I seem to be in the minority in that, while I found the premise super-interesting and was riveted at the beginning, I found the mystery-story aspects of it so clunky in the writing that I eventually lost interest and just started skimming.
posted by kyrademon at 2:38 AM on July 5, 2017


That's actually covered in the story.

I don't want to be a hassle, but I just reread it and I'm not seeing it. Am I missing something?
posted by Literaryhero at 4:58 AM on July 5, 2017


The way I saw it was - there's an infinite number of Sarah R0D0s out there, and each one sends out about 500-1000 invitations (guessing from the fact that over 200 Sarahs attend). But there are way more than a thousand non-R0D0s for every R0D0, so the chance of any individual Sarah getting even one invitation is really low.
posted by moonmilk at 8:53 AM on July 5, 2017


> "I don't want to be a hassle, but I just reread it and I'm not seeing it. Am I missing something?"

It was more by implication than directly:

"This conference exists in infinite variations: some where I invited a different group of Sarahs, some where you chose a different dessert, where you sat next to someone else at dinner, some where my friend Sarah is still with us."

So it acknowledges that there are infinite conferences. But couple that with the logical conclusions stemming from the R/D number designations and the makeup of the Sarahs present, and you get moonmilk's observation.

Think of it this way:

Prime numbers all simultaneously decide to have threesomes! Each prime number invites the two numbers on either side of it.

There are infinite prime numbers, and double that number of invites are given out, so certainly an infinite number of invitations is issued. Nonetheless, it's exceedingly rare for a nonprime number to get more than one invite, and no nonprime number at all gets more than two invites.
posted by kyrademon at 9:23 AM on July 5, 2017 [1 favorite]


Leaving aside the convoluted question of whether the infinity of conferences is even of the same order as the infinity of Sarahs, there's another consideration.

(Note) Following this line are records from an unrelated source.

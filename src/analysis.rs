//! Analysis loop feeding camera frames to the detector.
//!
//! At most one detector call is outstanding per session. Frames arriving
//! while a call is in flight are dropped on the spot (keep-only-latest), so a
//! slow detector never builds a backlog behind a fast camera.

use crate::barcode::RawDetection;
use crate::detector::Detector;
use crate::error::DetectorError;
use crate::frame::Frame;
use std::sync::atomic::{AtomicBool, AtomicU64, Ordering};
use std::sync::Arc;
use tokio::runtime::Handle;
use tokio::sync::mpsc;
use tokio_util::sync::CancellationToken;
use tracing::{debug, trace};
use uuid::Uuid;

/// Outcome of one analysis cycle, delivered to the session owner.
///
/// Dropping the completion releases the frame and then reopens the loop for
/// the next frame, whichever path the completion takes.
pub struct AnalysisCompletion {
    pub session_id: Uuid,
    pub frame: Frame,
    pub result: Result<Vec<RawDetection>, DetectorError>,
    _slot: InFlightSlot,
}

impl std::fmt::Debug for AnalysisCompletion {
    fn fmt(&self, f: &mut std::fmt::Formatter<'_>) -> std::fmt::Result {
        f.debug_struct("AnalysisCompletion")
            .field("session_id", &self.session_id)
            .field("frame", &self.frame)
            .field("result", &self.result)
            .finish()
    }
}

pub type CompletionSender = mpsc::UnboundedSender<AnalysisCompletion>;
pub type CompletionReceiver = mpsc::UnboundedReceiver<AnalysisCompletion>;

/// Holds the single in-flight slot until dropped
struct InFlightSlot {
    in_flight: Arc<AtomicBool>,
}

impl Drop for InFlightSlot {
    fn drop(&mut self) {
        self.in_flight.store(false, Ordering::Release);
    }
}

#[derive(Debug, Default)]
struct AnalysisCounters {
    received: AtomicU64,
    submitted: AtomicU64,
    dropped: AtomicU64,
}

/// Snapshot of the loop's frame counters
#[derive(Debug, Clone, Copy, Default, PartialEq, Eq)]
pub struct AnalysisStats {
    pub frames_received: u64,
    pub frames_submitted: u64,
    pub frames_dropped: u64,
}

pub struct AnalysisLoop {
    session_id: Uuid,
    detector: Arc<dyn Detector>,
    in_flight: Arc<AtomicBool>,
    cancel: CancellationToken,
    completions: CompletionSender,
    runtime: Handle,
    counters: AnalysisCounters,
}

impl AnalysisLoop {
    /// Create a loop for one session. Must be called from within a tokio
    /// runtime; frames may later arrive from any thread.
    pub fn new(
        session_id: Uuid,
        detector: Arc<dyn Detector>,
        cancel: CancellationToken,
        completions: CompletionSender,
    ) -> Self {
        Self {
            session_id,
            detector,
            in_flight: Arc::new(AtomicBool::new(false)),
            cancel,
            completions,
            runtime: Handle::current(),
            counters: AnalysisCounters::default(),
        }
    }

    pub fn session_id(&self) -> Uuid {
        self.session_id
    }

    pub fn sink(self: &Arc<Self>) -> FrameSink {
        FrameSink {
            analysis: Arc::clone(self),
        }
    }

    /// Whether a detector call is currently outstanding
    pub fn is_busy(&self) -> bool {
        self.in_flight.load(Ordering::Acquire)
    }

    pub fn stats(&self) -> AnalysisStats {
        AnalysisStats {
            frames_received: self.counters.received.load(Ordering::Relaxed),
            frames_submitted: self.counters.submitted.load(Ordering::Relaxed),
            frames_dropped: self.counters.dropped.load(Ordering::Relaxed),
        }
    }

    /// Accept a frame from the camera. Returns `true` if it was handed to
    /// the detector and `false` if it was dropped.
    pub fn on_frame(&self, frame: Frame) -> bool {
        self.counters.received.fetch_add(1, Ordering::Relaxed);

        if self.cancel.is_cancelled() {
            trace!("Session {} stopped, dropping frame {}", self.session_id, frame.sequence);
            self.counters.dropped.fetch_add(1, Ordering::Relaxed);
            return false;
        }

        if self
            .in_flight
            .compare_exchange(false, true, Ordering::AcqRel, Ordering::Acquire)
            .is_err()
        {
            trace!("Detector busy, dropping frame {}", frame.sequence);
            self.counters.dropped.fetch_add(1, Ordering::Relaxed);
            return false;
        }

        self.counters.submitted.fetch_add(1, Ordering::Relaxed);

        let slot = InFlightSlot {
            in_flight: Arc::clone(&self.in_flight),
        };
        let session_id = self.session_id;
        let detector = Arc::clone(&self.detector);
        let cancel = self.cancel.clone();
        let completions = self.completions.clone();

        self.runtime.spawn(async move {
            trace!("Analysing frame {} with {}", frame.sequence, detector.name());

            let result = tokio::select! {
                biased;
                _ = cancel.cancelled() => Err(DetectorError::Canceled),
                result = detector.process(&frame) => result,
            };

            let completion = AnalysisCompletion {
                session_id,
                frame,
                result,
                _slot: slot,
            };

            if completions.send(completion).is_err() {
                debug!("Session {} owner gone, discarding analysis result", session_id);
            }
        });

        true
    }
}

/// Frame consumer handed to the camera on bind
#[derive(Clone)]
pub struct FrameSink {
    analysis: Arc<AnalysisLoop>,
}

impl FrameSink {
    pub fn submit(&self, frame: Frame) -> bool {
        self.analysis.on_frame(frame)
    }

    pub fn session_id(&self) -> Uuid {
        self.analysis.session_id()
    }
}

impl std::fmt::Debug for FrameSink {
    fn fmt(&self, f: &mut std::fmt::Formatter<'_>) -> std::fmt::Result {
        f.debug_struct("FrameSink")
            .field("session_id", &self.analysis.session_id)
            .finish()
    }
}

#[cfg(test)]
mod tests {
    use super::*;
    use crate::barcode::BarcodeFormat;
    use crate::frame::{FrameFormat, Rotation};
    use crate::mock::MockDetector;
    use tokio::time::{timeout, Duration};

    fn tracked_frame(sequence: u64, released: &Arc<AtomicU64>) -> Frame {
        let released = Arc::clone(released);
        Frame::new(sequence, vec![0u8; 16], 4, 4, FrameFormat::Luma8, Rotation::Rotate0)
            .with_release_hook(Box::new(move |_| {
                released.fetch_add(1, Ordering::SeqCst);
            }))
    }

    #[tokio::test]
    async fn test_single_flight_drops_frames_while_busy() {
        let detector = Arc::new(MockDetector::pending());
        let (tx, mut rx) = mpsc::unbounded_channel();
        let cancel = CancellationToken::new();
        let analysis = Arc::new(AnalysisLoop::new(
            Uuid::new_v4(),
            detector.clone(),
            cancel.clone(),
            tx,
        ));
        let sink = analysis.sink();
        let released = Arc::new(AtomicU64::new(0));

        let n = 20;
        let accepted = (0..n)
            .filter(|i| sink.submit(tracked_frame(*i, &released)))
            .count();

        assert_eq!(accepted, 1);
        timeout(Duration::from_secs(1), async {
            while detector.calls() == 0 {
                tokio::task::yield_now().await;
            }
        })
        .await
        .unwrap();
        assert_eq!(detector.calls(), 1);
        assert_eq!(released.load(Ordering::SeqCst), n - 1);
        assert!(analysis.is_busy());
        assert_eq!(
            analysis.stats(),
            AnalysisStats {
                frames_received: n,
                frames_submitted: 1,
                frames_dropped: n - 1,
            }
        );

        // Stopping releases the outstanding frame too
        cancel.cancel();
        let completion = timeout(Duration::from_secs(1), rx.recv())
            .await
            .unwrap()
            .unwrap();
        assert_eq!(completion.result, Err(DetectorError::Canceled));
        drop(completion);
        assert_eq!(released.load(Ordering::SeqCst), n);
        assert!(!analysis.is_busy());
    }

    #[tokio::test]
    async fn test_completion_reopens_loop() {
        let detector = Arc::new(MockDetector::returning(vec![
            RawDetection::new(BarcodeFormat::QrCode).with_text("abc"),
        ]));
        let (tx, mut rx) = mpsc::unbounded_channel();
        let analysis = Arc::new(AnalysisLoop::new(
            Uuid::new_v4(),
            detector.clone(),
            CancellationToken::new(),
            tx,
        ));
        let released = Arc::new(AtomicU64::new(0));

        assert!(analysis.on_frame(tracked_frame(1, &released)));
        let completion = timeout(Duration::from_secs(1), rx.recv())
            .await
            .unwrap()
            .unwrap();
        assert_eq!(completion.frame.sequence, 1);
        assert_eq!(completion.result.as_ref().map(|d| d.len()), Ok(1));

        // Still busy until the completion has been handled
        assert!(!analysis.on_frame(tracked_frame(2, &released)));
        drop(completion);

        assert!(analysis.on_frame(tracked_frame(3, &released)));
        let completion = timeout(Duration::from_secs(1), rx.recv())
            .await
            .unwrap()
            .unwrap();
        assert_eq!(completion.frame.sequence, 3);
        drop(completion);

        assert_eq!(released.load(Ordering::SeqCst), 3);
        assert_eq!(detector.calls(), 2);
    }

    #[tokio::test]
    async fn test_failure_is_delivered_and_frame_released() {
        let detector = Arc::new(MockDetector::failing("blurry"));
        let (tx, mut rx) = mpsc::unbounded_channel();
        let analysis = Arc::new(AnalysisLoop::new(
            Uuid::new_v4(),
            detector,
            CancellationToken::new(),
            tx,
        ));
        let released = Arc::new(AtomicU64::new(0));

        analysis.on_frame(tracked_frame(1, &released));
        let completion = rx.recv().await.unwrap();
        assert_eq!(completion.result, Err(DetectorError::failed("blurry")));
        drop(completion);
        assert_eq!(released.load(Ordering::SeqCst), 1);
    }

    #[tokio::test]
    async fn test_closed_owner_still_releases_frame() {
        let detector = Arc::new(MockDetector::returning(Vec::new()));
        let (tx, rx) = mpsc::unbounded_channel();
        drop(rx);
        let analysis = Arc::new(AnalysisLoop::new(
            Uuid::new_v4(),
            detector,
            CancellationToken::new(),
            tx,
        ));
        let released = Arc::new(AtomicU64::new(0));

        analysis.on_frame(tracked_frame(1, &released));
        timeout(Duration::from_secs(1), async {
            while released.load(Ordering::SeqCst) == 0 {
                tokio::task::yield_now().await;
            }
        })
        .await
        .unwrap();
        assert!(!analysis.is_busy());
    }

    #[tokio::test]
    async fn test_cancelled_loop_refuses_frames() {
        let cancel = CancellationToken::new();
        let (tx, _rx) = mpsc::unbounded_channel();
        let analysis = AnalysisLoop::new(
            Uuid::new_v4(),
            Arc::new(MockDetector::returning(Vec::new())),
            cancel.clone(),
            tx,
        );
        let released = Arc::new(AtomicU64::new(0));

        cancel.cancel();
        assert!(!analysis.on_frame(tracked_frame(1, &released)));
        assert_eq!(released.load(Ordering::SeqCst), 1);
    }
}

If each decision Sarah makes is a divergence point, then for every invitation R0D0 Sarah sent, there's a divergence of R0D0 Sarah who did not send that invitation. So does that mean that for each recipient of a conference invitation from R0D0 Sarah, for instance our narrator-investigator-Sarah, there might be a divergence for THAT Sarah, one who did not get an invitation?
posted by solotoro at 11:32 AM on July 5, 2017


Oog, that suggests a complication. In the months after Sarah gets an invitation, she's gonna diverge into billions or infinite variations, all of which have an invitation. There will also be many or infinite variations of the inviter and the conference hotel by then, but how do we get it all sorted out? Probably better not to think too hard about it!
posted by moonmilk at 12:36 PM on July 5, 2017 [1 favorite]


"What did you call a three-dimensional rectangle, anyway?"

This cracked me up.
posted by Nonsteroidal Anti-Inflammatory Drug at 3:49 PM on July 5, 2017


> I had typed out a humongous, point-by-point rant about a very minor quibble, but here's the gist: Writers, if for some arbitrary reason you must set your story on a Canadian island of mystery, go with the other coast. They actually have those there.

Oh. You're from that timeline.

I'm so sorry.
posted by sebastienbailard at 10:58 PM on July 5, 2017


The west coast isn't exactly lacking in islands. If you mean more people usually live on them because it's an area with a stronger economy, that really does seem an odd quibble for a future SF story.